In the latest ViStart .NET build, hold Ctrl and drag to move the orb anywhere on screen. Hold Ctrl and drag the menu surface to do the same for the menu — and because the menu's offset is stored relative to the orb, the menu travels with the orb when you move it. They stay attached. Positions persist between launches.
This is partly a feature and partly an honest admission. Auto-placing across XP, Vista, 7, 8, 10, and 11 is a losing fight. Windows 11 alone has shifted the Start button across multiple updates, and on modern shells it isn't even a classic child window ViStart can find. Letting the user decide takes a fragile chunk of detection code out of the critical path and replaces it with the most reliable input method we have: a person dragging a thing where they want the thing to be.
Other things that arrived in the .NET port lately
- 17 language packs — English, Russian, German, French, Italian, Spanish, Japanese, Korean, Chinese (simplified), Brazilian Portuguese, Czech, Dutch, Finnish, Hebrew, Polish, Romanian, Thai, Turkish. Right-click the orb → Language → switch live, no restart.
- Right-click the orb for a proper context menu: Skins, Orbs, Language, Reset orb position, Reset menu position, Exit. Skin and orb switching apply immediately.
- x64 build configurations alongside the existing x86 default.

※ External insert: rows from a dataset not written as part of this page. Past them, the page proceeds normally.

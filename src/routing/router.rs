//! Compiled routing table.
//!
//! # Responsibilities
//! - Compile a validated `SiteConfig` into rule sets, once per load
//! - Resolve the content root and the credential sources
//! - Answer per-category lookups for the pipeline stages
//!
//! # Design Decisions
//! - Immutable after construction (thread-safe without locks)
//! - Reload builds a whole new table; nothing is patched in place
//! - O(n) scan per category (acceptable for typical rule counts)

use axum::http::{HeaderName, HeaderValue, StatusCode};
use std::collections::BTreeMap;
use std::path::{Path, PathBuf};

use crate::config::loader::LoadedSite;
use crate::config::schema::SiteConfig;
use crate::error::SiteError;
use crate::routing::pattern::PathPattern;
use crate::routing::rules::{MatchRule, RulePayload, RuleSet};
use crate::security::auth::AuthPolicy;
use crate::security::htpasswd::HtpasswdFile;

/// Root used when `static.json` names none.
pub const DEFAULT_ROOT: &str = "public_html";

const DEFAULT_HTPASSWD: &str = ".htpasswd";

/// Immutable view of one site's routing configuration.
#[derive(Debug, Clone)]
pub struct RoutingTable {
    root: PathBuf,
    clean_urls: bool,
    https_only: bool,
    auth: Option<AuthPolicy>,
    proxies: RuleSet,
    redirects: RuleSet,
    routes: RuleSet,
    headers: RuleSet,
    error_pages: BTreeMap<u16, String>,
}

impl RoutingTable {
    /// Compile a loaded site.
    pub fn compile(site: &LoadedSite) -> Result<Self, SiteError> {
        Self::from_config(&site.config, &site.base_dir)
    }

    /// Compile `config`, resolving relative paths against `base_dir`.
    pub fn from_config(config: &SiteConfig, base_dir: &Path) -> Result<Self, SiteError> {
        let root = resolve_root(base_dir, config.root.as_deref().unwrap_or(DEFAULT_ROOT));

        let table = Self {
            root,
            clean_urls: config.clean_urls,
            https_only: config.https_only,
            auth: compile_auth(config, base_dir),
            proxies: compile_proxies(config),
            redirects: compile_redirects(config)?,
            routes: compile_routes(config)?,
            headers: compile_headers(config)?,
            error_pages: compile_error_pages(config)?,
        };

        tracing::debug!(
            root = %table.root.display(),
            proxies = table.proxies.len(),
            redirects = table.redirects.len(),
            routes = table.routes.len(),
            header_rules = table.headers.len(),
            auth = table.auth.is_some(),
            "Routing table compiled"
        );
        Ok(table)
    }

    pub fn root(&self) -> &Path {
        &self.root
    }

    pub fn clean_urls(&self) -> bool {
        self.clean_urls
    }

    pub fn https_only(&self) -> bool {
        self.https_only
    }

    pub fn auth(&self) -> Option<&AuthPolicy> {
        self.auth.as_ref()
    }

    pub fn proxies(&self) -> &RuleSet {
        &self.proxies
    }

    pub fn redirects(&self) -> &RuleSet {
        &self.redirects
    }

    pub fn routes(&self) -> &RuleSet {
        &self.routes
    }

    pub fn headers(&self) -> &RuleSet {
        &self.headers
    }

    /// Page configured for `status`, relative to the root.
    pub fn error_page(&self, status: StatusCode) -> Option<&str> {
        self.error_pages.get(&status.as_u16()).map(String::as_str)
    }

    /// One line per compiled rule, for `--check`.
    pub fn summary(&self) -> Vec<String> {
        let mut lines = vec![
            format!("root: {}", self.root.display()),
            format!("clean_urls: {}", self.clean_urls),
            format!("https_only: {}", self.https_only),
        ];
        if let Some(auth) = &self.auth {
            lines.push(format!("basic_auth: realm \"{}\"", auth.realm()));
        }
        for set in [&self.proxies, &self.redirects, &self.routes, &self.headers] {
            for rule in set.iter() {
                lines.push(format!(
                    "{} {} -> {}",
                    rule.payload.kind(),
                    rule.pattern.as_str(),
                    describe(&rule.payload)
                ));
            }
        }
        for (code, file) in &self.error_pages {
            lines.push(format!("error_page {code} -> {file}"));
        }
        lines
    }
}

fn describe(payload: &RulePayload) -> String {
    match payload {
        RulePayload::Proxy { origin } => origin.clone(),
        RulePayload::Redirect { target, status } => format!("{} {}", status.as_u16(), target),
        RulePayload::Route { file } => file.clone(),
        RulePayload::Headers(pairs) => pairs
            .iter()
            .map(|(n, v)| format!("{}: {}", n, v.to_str().unwrap_or("<binary>")))
            .collect::<Vec<_>>()
            .join(", "),
    }
}

fn resolve_root(base_dir: &Path, root: &str) -> PathBuf {
    let joined = base_dir.join(root);
    match joined.canonicalize() {
        Ok(path) => path,
        Err(e) => {
            tracing::warn!(root = %joined.display(), error = %e, "Site root not accessible");
            joined
        }
    }
}

fn compile_auth(config: &SiteConfig, base_dir: &Path) -> Option<AuthPolicy> {
    let settings = config.basic_auth.as_ref()?.resolve()?;

    let file = match &settings.htpasswd {
        Some(path) => Some(HtpasswdFile::load(&base_dir.join(path))),
        None => {
            let default = base_dir.join(DEFAULT_HTPASSWD);
            default.is_file().then(|| HtpasswdFile::load(&default))
        }
    };
    let inline = settings.username.clone().zip(settings.password.clone());

    Some(AuthPolicy::new(settings.realm, settings.scope, file, inline))
}

fn compile_proxies(config: &SiteConfig) -> RuleSet {
    RuleSet::new(
        config
            .proxies
            .iter()
            .map(|(mount, proxy)| {
                MatchRule::new(
                    PathPattern::mount(mount),
                    RulePayload::Proxy {
                        origin: proxy.origin.clone(),
                    },
                )
            })
            .collect(),
    )
}

fn compile_pattern(category: &str, pattern: &str) -> Result<PathPattern, SiteError> {
    PathPattern::compile(pattern)
        .map_err(|e| SiteError::ConfigInvalid(format!("{category}.{pattern}: {e}")))
}

fn compile_redirects(config: &SiteConfig) -> Result<RuleSet, SiteError> {
    let mut rules = Vec::with_capacity(config.redirects.len());
    for (pattern, redirect) in config.redirects.iter() {
        let status = StatusCode::from_u16(redirect.status)
            .ok()
            .filter(StatusCode::is_redirection)
            .ok_or_else(|| {
                SiteError::ConfigInvalid(format!(
                    "redirects.{pattern}: {} is not a redirect status",
                    redirect.status
                ))
            })?;
        rules.push(MatchRule::new(
            compile_pattern("redirects", pattern)?,
            RulePayload::Redirect {
                target: redirect.url.clone(),
                status,
            },
        ));
    }
    Ok(RuleSet::new(rules))
}

fn compile_routes(config: &SiteConfig) -> Result<RuleSet, SiteError> {
    let mut rules = Vec::with_capacity(config.routes.len());
    for (pattern, file) in config.routes.iter() {
        rules.push(MatchRule::new(
            compile_pattern("routes", pattern)?,
            RulePayload::Route { file: file.clone() },
        ));
    }
    Ok(RuleSet::new(rules))
}

fn compile_headers(config: &SiteConfig) -> Result<RuleSet, SiteError> {
    let mut rules = Vec::with_capacity(config.headers.len());
    for (pattern, values) in config.headers.iter() {
        let mut pairs = Vec::with_capacity(values.len());
        for (name, value) in values.iter() {
            let name = HeaderName::from_bytes(name.as_bytes()).map_err(|e| {
                SiteError::ConfigInvalid(format!("headers.{pattern}.{name}: {e}"))
            })?;
            let value = HeaderValue::from_str(value).map_err(|e| {
                SiteError::ConfigInvalid(format!("headers.{pattern}.{name}: {e}"))
            })?;
            pairs.push((name, value));
        }
        rules.push(MatchRule::new(
            compile_pattern("headers", pattern)?,
            RulePayload::Headers(pairs),
        ));
    }
    Ok(RuleSet::new(rules))
}

fn compile_error_pages(config: &SiteConfig) -> Result<BTreeMap<u16, String>, SiteError> {
    let mut pages = BTreeMap::new();
    if let Some(file) = &config.error_page {
        pages.insert(StatusCode::NOT_FOUND.as_u16(), file.clone());
    }
    for (code, file) in config.error_pages.iter() {
        let code: u16 = code
            .parse()
            .ok()
            .filter(|c| (400..=599).contains(c))
            .ok_or_else(|| SiteError::ConfigInvalid(format!("error_pages.{code}: not an error status")))?;
        pages.insert(code, file.clone());
    }
    Ok(pages)
}
//! HTTP protocol handling subsystem.
//!
//! # Data Flow
//! ```text
//! TCP connection
//!     → server.rs (Axum setup, middleware)
//!     → request.rs (wire request → SiteRequest)
//!     → pipeline::Dispatcher (Outcome)
//!     → response.rs (SiteResponse → wire) or server.rs (forward upstream)
//!     → Send to client
//! ```

pub mod request;
pub mod response;
pub mod server;

pub use request::SiteRequest;
pub use response::{ForwardInstruction, Outcome, SiteResponse};
pub use server::HttpServer;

- No Visual Studio required to build.
dotnet buildworks on its own thanks to a switch toMicrosoft.NETFramework.ReferenceAssemblies, and GitHub Actions CI now builds every commit. - First-launch tooltip on the orb explaining the Ctrl+drag gesture, in case you missed this post.
Credits
A lot of the recent work has been community contribution from George King — language support, the right-click context menu, x64 builds, GitHub CI, and the build-without-Visual-Studio rework all came from him. If you've been around the Lee-Soft scene a while you may already know his name from the old skins archive. He's come back and pushed the .NET port forward more in the last few weeks than I have in the last year, and that's exactly what the open-source pivot was supposed to enable.
If you want to try it, the source is at github.com/lee-soft/ViStart.NET. It builds clean from the command line. Bring patches.